A study out of SFU and University of Victoria is pointing to scientific uncertainty as a warning that the current lethal practices of grizzly bear management in British Columbia could be leading the population down a dark path.
In a CBC.ca article, SFU biologist Kyle Artelle noted that the study does “cast some doubt that management is safeguarding the future of these populations.”
The article cited the BC government as estimating a population of 15,000 grizzlies in the province allows for a sustainable hunt. But scientists – who analyzed 10 years of data – disagree.
According to the CBC, Artelle said that the actual count conducted by managers represents only about 15 per cent of the province, leaving the remaining 85 per cent to be calculated by computer models.

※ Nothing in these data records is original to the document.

//! Request builder
//!
//! Turns an [`Operation`] and a [`Locale`] into a [`RequestDescriptor`].

use super::envelope;
use super::types::{Operation, RequestDescriptor};
use crate::error::{Error, Result};
use crate::types::{EntityKind, Locale};

/// Default marketplace host
pub const DEFAULT_BASE_URL: &str = "https://play.google.com";

const BATCH_EXECUTE_PATH: &str = "/_/PlayStoreUi/data/batchexecute";
const FORM_CONTENT_TYPE: &str = "application/x-www-form-urlencoded;charset=UTF-8";

/// Builds transport requests for marketplace operations
#[derive(Debug, Clone)]
pub struct RequestBuilder {
    base_url: String,
}

impl Default for RequestBuilder {
    fn default() -> Self {
        Self::new(DEFAULT_BASE_URL)
    }
}

impl RequestBuilder {
    /// Create a builder against `base_url` (no trailing slash needed)
    pub fn new(base_url: impl Into<String>) -> Self {
        let base_url = base_url.into().trim_end_matches('/').to_string();
        Self { base_url }
    }

    /// Host all requests are sent to
    pub fn base_url(&self) -> &str {
        &self.base_url
    }

    /// Build the request for `op` under `locale`.
    ///
    /// When the locale has no country, `gl` is omitted from the query.
    pub fn build(&self, op: &Operation, locale: &Locale) -> RequestDescriptor {
        let base = &self.base_url;
        let hl = urlencoding::encode(&locale.lang);
        let gl = locale
            .country
            .as_deref()
            .filter(|c| !c.is_empty())
            .map(urlencoding::encode);
        let hl_gl = match &gl {
            Some(gl) => format!("hl={hl}&gl={gl}"),
            None => format!("hl={hl}"),
        };

        match op {
            Operation::AppDetails { app_id } => RequestDescriptor::get(format!(
                "{base}/store/apps/details?id={}&{hl_gl}",
                urlencoding::encode(app_id)
            )),
            Operation::SearchPage { query } => RequestDescriptor::get(format!(
                "{base}/work/search?q={}&{hl_gl}&price=0",
                urlencoding::encode(query)
            )),
            Operation::SearchContinuation { token, needed } => form_post(
                format!(
                    "{base}{BATCH_EXECUTE_PATH}?rpcids={}&source-path=%2Fwork%2Fsearch&{hl_gl}",
                    envelope::SEARCH_RPC
                ),
                envelope::search_continuation(token, *needed),
            ),
            Operation::Reviews {
                app_id,
                sort,
                count,
                token,
            } => RequestDescriptor::post(
                format!("{base}{BATCH_EXECUTE_PATH}?{hl_gl}"),
                envelope::reviews(app_id, *sort, *count, token.as_deref()),
            )
            .header("content-type", "application/x-www-form-urlencoded"),
            Operation::DeveloperPage { dev_id } => {
                let page = if is_numeric_developer(dev_id) {
                    "dev"
                } else {
                    "developer"
                };
                RequestDescriptor::get(format!(
                    "{base}/store/apps/{page}?id={}&{hl_gl}",
                    urlencoding::encode(dev_id)
                ))
            }
            Operation::ClusterPage { path } => {
                let gl_hl = match &gl {
                    Some(gl) => format!("gl={gl}&hl={hl}"),
                    None => format!("hl={hl}"),
                };
                let sep = if path.contains('?') { '&' } else { '?' };
                RequestDescriptor::get(format!("{base}{path}{sep}{gl_hl}"))
            }
            Operation::TopChart {
                collection,
                category,
                count,
            } => form_post(
                format!(
                    "{base}{BATCH_EXECUTE_PATH}?rpcids={}&source-path=%2Fstore%2Fapps&{hl_gl}",
                    envelope::TOP_CHART_RPC
                ),
                envelope::top_chart(*collection, category, *count),
            ),
            Operation::Suggest { term } => form_post(
                format!(
                    "{base}{BATCH_EXECUTE_PATH}?rpcids={}&f.sid=-697906427155521722\
                     &bl=boq_playuiserver_20190903.08_p0&{hl_gl}&authuser\
                     &soc-app=121&soc-platform=1&soc-device=1&_reqid=1065213",
                    envelope::SUGGEST_RPC
                ),
                envelope::suggest(term),
            ),
        }
    }
}

fn form_post(url: String, body: String) -> RequestDescriptor {
    RequestDescriptor::post(url, body).header("Content-Type", FORM_CONTENT_TYPE)
}

/// Numeric developer ids use the `/dev` page, names use `/developer`
pub fn is_numeric_developer(dev_id: &str) -> bool {
    !dev_id.is_empty() && dev_id.bytes().all(|b| b.is_ascii_digit())
}

/// Pick the search operation for a query or a continuation token.
///
/// Exactly one of `query` and `token` must be given; a continuation also
/// needs the number of results still wanted.
pub fn search_request(
    query: Option<&str>,
    token: Option<&str>,
    needed: Option<usize>,
) -> Result<Operation> {
    match (query, token) {
        (Some(query), None) => {
            if query.trim().is_empty() {
                return Err(Error::invalid_identifier(
                    EntityKind::SearchResult,
                    "query must not be empty",
                ));
            }
            Ok(Operation::SearchPage {
                query: query.to_string(),
            })
        }
        (None, Some(token)) => {
            if token.trim().is_empty() {
                return Err(Error::invalid_identifier(
                    EntityKind::SearchResult,
                    "continuation token must not be empty",
                ));
            }
            let needed = needed.filter(|&n| n > 0).ok_or_else(|| {
                Error::invalid_identifier(
                    EntityKind::SearchResult,
                    "continuation requires a positive number of results needed",
                )
            })?;
            Ok(Operation::SearchContinuation {
                token: token.to_string(),
                needed,
            })
        }
        (Some(_), Some(_)) => Err(Error::invalid_identifier(
            EntityKind::SearchResult,
            "query and continuation token are mutually exclusive",
        )),
        (None, None) => Err(Error::invalid_identifier(
            EntityKind::SearchResult,
            "either a query or a continuation token is required",
        )),
    }
}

“In a way it's a bit like a game of Russian roulette,” Artelle told the CBC. “The data just don't let us have a precise picture on how big that threat is. But it is a considerable risk based on that uncertainty.”
A representative of the Ministry of Forests, Lands and Natural Resources was quoted saying the government is confident their science is the best available and, based on the numbers represented in their science, they can effectively manage the hunt.
But researchers point to the historical collapse of fisheries as a need to exercise caution.
The trophy hunting of grizzlies in British Columbia is viewed as a revenue generator for the province; however, a 2003 report by the Raincoast Conservation Foundation showed that wildlife viewing was already generating significantly more income than the hunt.